During Swamy’s tenure as editor, CSSP has tripled the amount of articles it publishes, and the journal’s impact factor has more than doubled since 2008. “Under Swamy’s dynamic leadership the journal has made tremendous strides in terms of both the quality and quantity of articles published,” Mann wrote.


The School of Canadian Irish Studies has announced its latest round of funding, which totals nearly one million dollars between professors and graduate students. The professors, who garnered $590,000, are:

  • Susan Cahill for “The Literary Cultures of the Irish Girl, 1870-1922,” which received $38,362 from the Fonds de recherche du Québec – Société et culture.
  • Gavin Foster for “The Afterlife of Ireland’s Civil War: Memories and Silences at Home and in Exile,” which received $35,483 from the Fonds de recherche du Québec – Société et culture.
  • Michael Kenneally for “Re/Presenting Nineteenth-Century Irish Identities in the Canadas: 1800-1936,” which received $51,432 from the Social Sciences and Humanities Research Council of Canada, and for “Memory and Representations of the Past in Ireland and Quebec,” which received $20,000 from the Fonds de recherche du Québec – Société et culture.
  • Jane McGaughey for “Off to Greener Pastures: On the Historical Precedents and Economic Consequences of Irish Migrations to Canada,” which received $13,500 from Concordia’s Office of the Vice-President of Research and Graduate Studies.
  • Gearóid Ó hAllmhuráin for “Famine Requiem: Performing Memories of the Great Irish Famine in Quebec,” which received $117,800 from the Fonds de recherche du Québec – Société et culture, and for “Irish Musical Heritage in Douglastown and the Outer Gaspé,” which garnered $6,000 from the Centre local de développement & Conférence Régionale des Élus – Gaspésie Îles de-la-Madeleine/Côte-de-Gaspé, and $8,000 from the Ministre de la Culture et des Communications du Québec.

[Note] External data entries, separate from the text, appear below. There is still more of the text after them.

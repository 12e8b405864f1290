//! Scoring a checkpoint on a fixed range of validation scenarios.

use std::sync::Arc;

use log::info;
use machine_learning::{Checkpoint, Predictor};
use worker::{
    Evaluate, Progress, ScenarioFailure, ScenarioMetrics, ScenarioOracle, ScenarioRange,
    SimulationWorker, WorkerPool,
};

use crate::{OrchestratorError, Result};

/// The aggregated scores of a validation pass, as mean percentages over every scenario that
/// could be evaluated.
#[derive(Debug, Clone)]
pub struct ValidationReport {
    pub scenarios: Vec<ScenarioMetrics>,
    pub failures: Vec<ScenarioFailure>,
    pub rms_improvement: f64,
    pub expected_rms_improvement: f64,
    pub loss_improvement: f64,
    pub expected_loss_improvement: f64,
}

impl ValidationReport {
    /// Aggregates per scenario metrics.
    ///
    /// # Returns
    /// A `NoSuccessfulScenarios` error if `scenarios` is empty, the means would be undefined.
    pub fn new(scenarios: Vec<ScenarioMetrics>, failures: Vec<ScenarioFailure>) -> Result<Self> {
        if scenarios.is_empty() {
            return Err(OrchestratorError::NoSuccessfulScenarios {
                stage: "validation",
            });
        }

        let mean = |f: fn(&ScenarioMetrics) -> f64| {
            scenarios.iter().map(f).sum::<f64>() / scenarios.len() as f64
        };

        Ok(Self {
            rms_improvement: mean(|m| m.rms_improvement),
            expected_rms_improvement: mean(|m| m.expected_rms_improvement),
            loss_improvement: mean(|m| m.loss_improvement),
            expected_loss_improvement: mean(|m| m.expected_loss_improvement),
            scenarios,
            failures,
        })
    }

    /// The value checkpoints are ranked by: the mean reduction of the sensor reading RMS.
    pub fn score(&self) -> f64 {
        self.loss_improvement
    }
}

/// Runs validation passes over a fixed scenario range, either on the calling thread or on a
/// worker pool.
pub struct Validator<O: ?Sized> {
    range: ScenarioRange,
    oracle: Arc<O>,
    pool: Option<Arc<WorkerPool>>,
}

impl<O: ScenarioOracle + ?Sized + 'static> Validator<O> {
    /// Creates a new `Validator` that evaluates every scenario on the calling thread.
    pub fn sequential(range: ScenarioRange, oracle: Arc<O>) -> Self {
        Self {
            range,
            oracle,
            pool: None,
        }
    }

    /// Creates a new `Validator` that splits the range among the workers of `pool`.
    pub fn parallel(range: ScenarioRange, oracle: Arc<O>, pool: Arc<WorkerPool>) -> Self {
        Self {
            range,
            oracle,
            pool: Some(pool),
        }
    }

    /// Scores `checkpoint` on the validation range.
    ///
    /// Scenarios that cannot be evaluated are excluded from the aggregates.
    pub fn run(&self, checkpoint: &Checkpoint) -> Result<ValidationReport> {
        let (scenarios, failures) = match &self.pool {
            None => {
                let predictor = Predictor::new(checkpoint.clone())?;
                let mut worker = SimulationWorker::new(0, predictor, Progress::new());
                let report = worker.run(self.range, &*self.oracle, &Evaluate)?;
                (report.outputs, report.failures)
            }
            Some(pool) => {
                let bytes = checkpoint.to_bytes()?;
                let output = pool.run(
                    self.range,
                    bytes.into(),
                    Arc::clone(&self.oracle),
                    Arc::new(Evaluate),
                )?;
                (output.outputs, output.failures)
            }
        };

        let report = ValidationReport::new(scenarios, failures)?;
        info!(
            scenarios = report.scenarios.len(),
            skipped = report.failures.len();
            "validation: rms improvement {:.2}% (expected {:.2}%), loss improvement {:.2}% (expected {:.2}%)",
            report.rms_improvement,
            report.expected_rms_improvement,
            report.loss_improvement,
            report.expected_loss_improvement
        );

        Ok(report)
    }
}

#[cfg(test)]
mod tests {
    use machine_learning::{
        Normalizers, TrainingSample,
        arch::{ActFnSpec, ModelSpec},
        initialization,
    };
    use rand::{SeedableRng, rngs::StdRng};
    use worker::{FailureKind, SyntheticOracle};

    use super::*;

    fn metrics(id: u64, loss_improvement: f64) -> ScenarioMetrics {
        ScenarioMetrics {
            id,
            rms_improvement: 2. * loss_improvement,
            expected_rms_improvement: 100.,
            loss_improvement,
            expected_loss_improvement: 90.,
        }
    }

    #[test]
    fn report_means() {
        let report = ValidationReport::new(vec![metrics(0, 10.), metrics(1, 30.)], vec![]).unwrap();

        assert_eq!(report.loss_improvement, 20.);
        assert_eq!(report.rms_improvement, 40.);
        assert_eq!(report.expected_loss_improvement, 90.);
        assert_eq!(report.score(), 20.);
    }

    #[test]
    fn empty_report_is_an_error() {
        assert!(matches!(
            ValidationReport::new(vec![], vec![]),
            Err(OrchestratorError::NoSuccessfulScenarios {
                stage: "validation"
            })
        ));
    }

    fn checkpoint(oracle: &SyntheticOracle) -> Checkpoint {
        let samples: Vec<_> = (0..8)
            .map(|id| {
                let scenario = oracle.load(id).unwrap();
                TrainingSample::new(
                    scenario.pre.readings,
                    scenario.pre.correctors.concat(),
                    scenario.post.correctors.concat(),
                )
                .unwrap()
            })
            .collect();

        let mut normalizers = Normalizers::new();
        normalizers.fit(&samples).unwrap();

        let spec = ModelSpec::feed_forward(2 * 3 + 2, &[4], 2, ActFnSpec::LeakyRelu { slope: 0.01 }, 0.);
        let params = initialization::initialize(&spec, &mut StdRng::seed_from_u64(7)).unwrap();
        Checkpoint::new(spec, params, normalizers, None).unwrap()
    }

    #[test]
    fn unavailable_scenarios_are_excluded() {
        let oracle = Arc::new(SyntheticOracle::new(3, 1, 1, 0.1, 5).with_unavailable([101, 103]));
        let checkpoint = checkpoint(&oracle);
        let range = ScenarioRange::new(100, 105).unwrap();

        let report = Validator::sequential(range, oracle).run(&checkpoint).unwrap();

        assert_eq!(report.scenarios.len(), 4);
        assert_eq!(report.failures.len(), 2);
        assert!(report.failures.iter().all(|f| f.kind == FailureKind::Unavailable));
        assert!(report.score().is_finite());
    }

    #[test]
    fn every_scenario_unavailable_is_an_error() {
        let oracle = Arc::new(SyntheticOracle::new(3, 1, 1, 0.1, 5).with_unavailable(100..=102));
        let checkpoint = checkpoint(&oracle);
        let range = ScenarioRange::new(100, 102).unwrap();

        let res = Validator::sequential(range, oracle).run(&checkpoint);
        assert!(matches!(
            res,
            Err(OrchestratorError::NoSuccessfulScenarios { .. })
        ));
    }
}
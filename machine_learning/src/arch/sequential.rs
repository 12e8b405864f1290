use ndarray::{Array2, ArrayView2};

use super::{LayerSpec, Mode, Model, ModelSpec, activations::ActFn, layers::Layer, loss::LossFn};
use crate::{MlErr, Result, optimization::Optimizer};

/// A sequential model: information flows forward when computing an output and backward when
/// computing the *deltas* of its layers.
#[derive(Clone, Debug)]
pub struct Sequential {
    layers: Vec<Layer>,
    mode: Mode,
}

impl Sequential {
    /// Creates a new `Sequential`.
    ///
    /// # Arguments
    /// * `layers` - The layers the sequential is composed of.
    ///
    /// # Returns
    /// A new `Sequential` instance.
    pub fn new<I>(layers: I) -> Self
    where
        I: IntoIterator<Item = Layer>,
    {
        Self {
            layers: layers.into_iter().collect(),
            mode: Mode::default(),
        }
    }

    /// Builds the model described by `spec`.
    ///
    /// # Arguments
    /// * `spec` - The layout of the model.
    /// * `seed` - The seed for the dropout masks.
    ///
    /// # Returns
    /// A new `Sequential` or an `InvalidLayout` error if the layers do not chain.
    pub fn from_spec(spec: &ModelSpec, seed: u64) -> Result<Self> {
        spec.validate()?;

        let layers = spec.layers().iter().enumerate().map(|(i, layer)| match *layer {
            LayerSpec::Dense { dim, act_fn } => Layer::dense(dim, act_fn.map(ActFn::from)),
            LayerSpec::Dropout { rate } => Layer::dropout(rate, seed.wrapping_add(i as u64)),
        });

        Ok(Self::new(layers))
    }

    fn backward(&mut self, params: &[f32], grad: &mut [f32], mut d: Array2<f32>) -> Result<()> {
        let mut end = params.len();

        for layer in self.layers.iter_mut().rev() {
            let start = end - layer.size();
            d = layer.backward(&params[start..end], &mut grad[start..end], d)?;
            end = start;
        }

        Ok(())
    }
}

impl Model for Sequential {
    fn size(&self) -> usize {
        self.layers.iter().map(Layer::size).sum()
    }

    fn set_mode(&mut self, mode: Mode) {
        self.mode = mode;
    }

    fn forward(&mut self, params: &[f32], x: ArrayView2<f32>) -> Result<Array2<f32>> {
        let size = self.size();
        if params.len() != size {
            return Err(MlErr::ShapeMismatch {
                what: "model parameters",
                got: params.len(),
                expected: size,
            });
        }

        let mode = self.mode;
        let mut offset = 0;
        let mut a = x.to_owned();

        for layer in self.layers.iter_mut() {
            let end = offset + layer.size();
            a = layer.forward(&params[offset..end], a.view(), mode)?;
            offset = end;
        }

        Ok(a)
    }

    // The epoch loss is approximated by averaging the loss of each batch, computed before the
    // batch's update is applied.
    fn backprop<L, O, I>(
        &mut self,
        params: &mut [f32],
        grad: &mut [f32],
        loss_fn: &L,
        optimizer: &mut O,
        batches: I,
    ) -> Result<f32>
    where
        L: LossFn,
        O: Optimizer + ?Sized,
        I: Iterator<Item = (Array2<f32>, Array2<f32>)>,
    {
        if grad.len() != params.len() {
            return Err(MlErr::ShapeMismatch {
                what: "gradient buffer",
                got: grad.len(),
                expected: params.len(),
            });
        }

        let mut total_loss = 0.;
        let mut num_batches = 0;

        for (x, y) in batches {
            grad.fill(0.);

            let y_pred = self.forward(params, x.view())?;
            if y_pred.dim() != y.dim() {
                return Err(MlErr::ShapeMismatch {
                    what: "batch targets",
                    got: y.ncols(),
                    expected: y_pred.ncols(),
                });
            }

            let loss = loss_fn.loss(y_pred.view(), y.view());
            if !loss.is_finite() {
                return Err(MlErr::NumericDivergence { what: "batch loss" });
            }

            total_loss += loss;
            num_batches += 1;

            let d = loss_fn.loss_prime(y_pred.view(), y.view());
            self.backward(params, grad, d)?;
            optimizer.update_params(params, grad)?;
        }

        if num_batches == 0 {
            return Err(MlErr::EmptyDataset);
        }

        Ok(total_loss / num_batches as f32)
    }
}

Ó hAllmhuráin also received $134,000 for “Concert Staging and Performance Signatures: A New Perspective on Musical Heritage” from the Social Sciences and Humanities Research Council of Canada, and $1,778,780 (among 19 researchers) for “Observatoire interdisciplinaire de création et de recherche en musique” from the Fonds de recherche du Québec – Société et culture.
  • Rhona Richman Kenneally received $109,000 from the Social Sciences and Humanities Research Council of Canada for “Food, Home, and Identity in Mid-Twentieth-Century Ireland.”

Chancellor L. Jacques Ménard, BComm 67, LLD 06, has been inducted into the Investment Industry Association of Canada’s Hall of Fame. Lawrence S. Bloomberg, BComm 63, LLD 96, is also among the new inductees.


Joseph Michael Liu Roqueñi, BEng 13, a graduate of the Department of Mechanical and Industrial Engineering, was mentioned recently in an article in the Montreal Gazette about extreme fundraising. Roqueñi is currently running barefoot from Montreal to Usuaia, Argentina. During his run, he will raise funds for charities in each of the countries which he passes through.



Tricia Middleton, MFA 05, and Michel De Broin, attendee 95, were awarded Canada Council residencies at the International Studio and Curatorial Program (ISCP) in New York. The ISCP is a leading non-profit, residency-based contemporary art institution for emerging to mid-career artists and curators from around the world. The residencies run from September 2013 to February 2014.


Alumna Adriana Bara, MA (theological studies) 06, has been appointed executive director of the Canadian Centre for Ecumenism as of August 1, 2013. “The President and Board of Directors are confident that Dr. Bara will lead the Centre with intelligence and discernment in an environment increasingly multicultural and multireligious,” read the announcement.


Ceramic Tango, a film by alumna Patricia Chica, BFA (film production) 95, won the award for best editing during the 2013 Rhode Island International Film Festival.